# EXERCISE INSTRUCTIONS
Search the data below, and report every line in which "SceneRenderer" occurs.

# INPUT DATA
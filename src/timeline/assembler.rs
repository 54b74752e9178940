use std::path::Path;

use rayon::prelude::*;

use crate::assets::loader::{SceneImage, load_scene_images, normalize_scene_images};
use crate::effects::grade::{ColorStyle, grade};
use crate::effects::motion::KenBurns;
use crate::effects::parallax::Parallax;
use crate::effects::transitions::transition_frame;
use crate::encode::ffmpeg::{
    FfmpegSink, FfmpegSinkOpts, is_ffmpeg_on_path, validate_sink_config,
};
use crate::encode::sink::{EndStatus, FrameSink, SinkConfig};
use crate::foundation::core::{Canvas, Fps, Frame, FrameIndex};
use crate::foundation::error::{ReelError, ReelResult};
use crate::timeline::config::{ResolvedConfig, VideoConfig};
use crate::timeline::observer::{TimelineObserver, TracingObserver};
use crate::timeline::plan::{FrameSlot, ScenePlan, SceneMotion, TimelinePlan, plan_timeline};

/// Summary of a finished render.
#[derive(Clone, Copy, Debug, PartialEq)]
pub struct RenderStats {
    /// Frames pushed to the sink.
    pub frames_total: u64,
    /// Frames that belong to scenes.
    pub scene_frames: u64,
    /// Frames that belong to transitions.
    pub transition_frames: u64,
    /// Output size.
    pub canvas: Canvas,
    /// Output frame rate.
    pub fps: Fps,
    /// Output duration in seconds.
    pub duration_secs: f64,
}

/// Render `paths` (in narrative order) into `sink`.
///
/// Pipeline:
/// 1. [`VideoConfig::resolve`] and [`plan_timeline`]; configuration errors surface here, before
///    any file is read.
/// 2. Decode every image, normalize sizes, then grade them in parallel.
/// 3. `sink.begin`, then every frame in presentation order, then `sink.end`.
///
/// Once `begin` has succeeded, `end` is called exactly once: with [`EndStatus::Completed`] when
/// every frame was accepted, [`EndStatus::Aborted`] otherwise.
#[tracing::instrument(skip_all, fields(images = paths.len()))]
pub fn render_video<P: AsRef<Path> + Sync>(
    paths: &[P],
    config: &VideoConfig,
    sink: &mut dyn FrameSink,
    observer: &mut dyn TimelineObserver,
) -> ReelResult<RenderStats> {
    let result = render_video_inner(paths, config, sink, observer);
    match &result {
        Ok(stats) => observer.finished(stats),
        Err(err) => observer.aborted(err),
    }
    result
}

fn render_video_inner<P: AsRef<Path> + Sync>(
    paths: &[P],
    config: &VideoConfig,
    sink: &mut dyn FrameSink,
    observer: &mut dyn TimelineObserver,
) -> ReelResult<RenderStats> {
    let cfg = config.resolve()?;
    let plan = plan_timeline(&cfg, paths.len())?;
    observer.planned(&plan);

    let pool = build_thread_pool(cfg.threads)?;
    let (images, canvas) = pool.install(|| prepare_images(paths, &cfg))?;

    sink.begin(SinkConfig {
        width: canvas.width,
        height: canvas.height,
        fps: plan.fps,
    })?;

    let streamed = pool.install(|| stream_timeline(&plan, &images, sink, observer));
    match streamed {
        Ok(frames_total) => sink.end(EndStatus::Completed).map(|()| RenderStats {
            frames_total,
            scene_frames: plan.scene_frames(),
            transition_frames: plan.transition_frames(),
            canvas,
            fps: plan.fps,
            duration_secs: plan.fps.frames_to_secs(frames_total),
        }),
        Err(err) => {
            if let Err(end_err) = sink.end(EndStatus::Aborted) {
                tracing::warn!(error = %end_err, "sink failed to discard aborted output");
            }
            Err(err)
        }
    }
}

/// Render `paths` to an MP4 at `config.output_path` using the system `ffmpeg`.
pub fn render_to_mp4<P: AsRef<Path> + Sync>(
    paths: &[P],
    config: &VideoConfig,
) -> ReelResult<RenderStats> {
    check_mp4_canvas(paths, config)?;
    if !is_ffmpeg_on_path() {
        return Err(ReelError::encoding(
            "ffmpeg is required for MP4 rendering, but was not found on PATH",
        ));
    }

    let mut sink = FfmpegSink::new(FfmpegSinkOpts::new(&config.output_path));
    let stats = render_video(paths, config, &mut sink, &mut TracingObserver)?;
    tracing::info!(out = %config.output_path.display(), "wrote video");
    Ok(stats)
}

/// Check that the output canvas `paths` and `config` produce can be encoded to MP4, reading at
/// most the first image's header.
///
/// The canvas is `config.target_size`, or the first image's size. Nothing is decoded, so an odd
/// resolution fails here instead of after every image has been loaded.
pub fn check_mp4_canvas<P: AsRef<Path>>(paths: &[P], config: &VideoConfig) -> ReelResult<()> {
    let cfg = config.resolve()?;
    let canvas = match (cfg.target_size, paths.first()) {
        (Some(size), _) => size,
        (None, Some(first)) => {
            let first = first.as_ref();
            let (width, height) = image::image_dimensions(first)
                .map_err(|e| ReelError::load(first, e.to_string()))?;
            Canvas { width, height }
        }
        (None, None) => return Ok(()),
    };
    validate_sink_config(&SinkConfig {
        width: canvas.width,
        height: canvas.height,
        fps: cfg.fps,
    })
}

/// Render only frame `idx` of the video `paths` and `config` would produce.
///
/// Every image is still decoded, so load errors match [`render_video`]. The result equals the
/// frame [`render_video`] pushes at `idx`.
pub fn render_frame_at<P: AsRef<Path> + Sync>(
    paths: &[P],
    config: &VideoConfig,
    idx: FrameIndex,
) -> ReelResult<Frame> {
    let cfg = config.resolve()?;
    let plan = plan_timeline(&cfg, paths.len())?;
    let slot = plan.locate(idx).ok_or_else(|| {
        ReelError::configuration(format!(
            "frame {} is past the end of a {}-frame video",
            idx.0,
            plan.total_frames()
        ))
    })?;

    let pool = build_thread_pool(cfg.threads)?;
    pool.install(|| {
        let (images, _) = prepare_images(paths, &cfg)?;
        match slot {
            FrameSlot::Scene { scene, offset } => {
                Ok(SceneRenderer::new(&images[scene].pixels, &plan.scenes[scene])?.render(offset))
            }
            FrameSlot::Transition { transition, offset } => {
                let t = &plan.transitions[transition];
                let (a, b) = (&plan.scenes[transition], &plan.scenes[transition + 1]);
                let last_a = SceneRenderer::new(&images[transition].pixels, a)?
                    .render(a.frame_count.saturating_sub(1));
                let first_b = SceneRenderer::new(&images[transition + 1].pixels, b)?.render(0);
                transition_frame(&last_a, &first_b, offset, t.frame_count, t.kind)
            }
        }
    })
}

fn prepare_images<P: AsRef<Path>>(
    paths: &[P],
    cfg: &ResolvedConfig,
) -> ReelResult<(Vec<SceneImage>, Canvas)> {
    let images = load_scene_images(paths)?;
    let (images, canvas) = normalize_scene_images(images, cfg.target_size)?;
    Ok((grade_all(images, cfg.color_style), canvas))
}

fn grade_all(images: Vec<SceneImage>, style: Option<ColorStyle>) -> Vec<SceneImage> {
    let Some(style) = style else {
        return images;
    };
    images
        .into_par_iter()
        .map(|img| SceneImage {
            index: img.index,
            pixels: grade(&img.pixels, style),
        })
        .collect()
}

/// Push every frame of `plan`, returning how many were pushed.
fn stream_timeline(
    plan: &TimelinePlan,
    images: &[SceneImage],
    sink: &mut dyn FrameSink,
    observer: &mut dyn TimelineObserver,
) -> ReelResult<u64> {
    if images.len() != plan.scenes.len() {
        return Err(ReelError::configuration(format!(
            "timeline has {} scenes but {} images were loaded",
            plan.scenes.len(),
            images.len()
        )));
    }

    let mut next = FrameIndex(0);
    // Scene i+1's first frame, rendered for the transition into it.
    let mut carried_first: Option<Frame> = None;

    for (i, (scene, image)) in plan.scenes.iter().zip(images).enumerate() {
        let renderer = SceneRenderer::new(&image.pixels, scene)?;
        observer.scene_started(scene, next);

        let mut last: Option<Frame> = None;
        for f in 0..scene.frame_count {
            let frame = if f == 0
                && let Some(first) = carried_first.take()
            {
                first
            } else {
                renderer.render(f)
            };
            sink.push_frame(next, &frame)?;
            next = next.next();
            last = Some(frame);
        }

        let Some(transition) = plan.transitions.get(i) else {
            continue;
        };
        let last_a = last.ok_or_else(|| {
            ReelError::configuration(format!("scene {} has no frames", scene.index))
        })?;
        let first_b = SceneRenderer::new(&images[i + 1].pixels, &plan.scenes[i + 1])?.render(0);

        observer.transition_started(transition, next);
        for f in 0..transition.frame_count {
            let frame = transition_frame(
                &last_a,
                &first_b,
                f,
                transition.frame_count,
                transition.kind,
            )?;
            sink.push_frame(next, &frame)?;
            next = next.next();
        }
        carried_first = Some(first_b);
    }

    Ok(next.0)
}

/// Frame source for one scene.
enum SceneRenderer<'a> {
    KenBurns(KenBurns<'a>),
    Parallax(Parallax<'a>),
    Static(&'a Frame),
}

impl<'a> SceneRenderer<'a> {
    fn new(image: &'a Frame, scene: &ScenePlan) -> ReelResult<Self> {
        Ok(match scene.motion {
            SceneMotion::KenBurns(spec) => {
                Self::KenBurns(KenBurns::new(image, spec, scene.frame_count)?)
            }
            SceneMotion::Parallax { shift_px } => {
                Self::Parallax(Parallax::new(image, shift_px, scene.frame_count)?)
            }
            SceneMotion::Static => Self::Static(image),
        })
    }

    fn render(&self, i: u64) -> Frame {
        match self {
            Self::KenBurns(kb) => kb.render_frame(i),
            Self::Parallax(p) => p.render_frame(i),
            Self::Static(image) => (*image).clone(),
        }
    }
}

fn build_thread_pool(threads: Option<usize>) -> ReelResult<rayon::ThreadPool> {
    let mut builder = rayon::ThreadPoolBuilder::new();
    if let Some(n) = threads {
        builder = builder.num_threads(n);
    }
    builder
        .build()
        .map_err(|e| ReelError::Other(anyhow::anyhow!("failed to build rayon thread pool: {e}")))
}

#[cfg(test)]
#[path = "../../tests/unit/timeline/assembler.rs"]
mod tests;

# ANSWER TO THE PROBLEM
                Ok(SceneRenderer::new(&images[scene].pixels, &plan.scenes[scene])?.render(offset))
                let last_a = SceneRenderer::new(&images[transition].pixels, a)?
                let first_b = SceneRenderer::new(&images[transition + 1].pixels, b)?.render(0);
        let renderer = SceneRenderer::new(&image.pixels, scene)?;
        let first_b = SceneRenderer::new(&images[i + 1].pixels, &plan.scenes[i + 1])?.render(0);
enum SceneRenderer<'a> {
impl<'a> SceneRenderer<'a> {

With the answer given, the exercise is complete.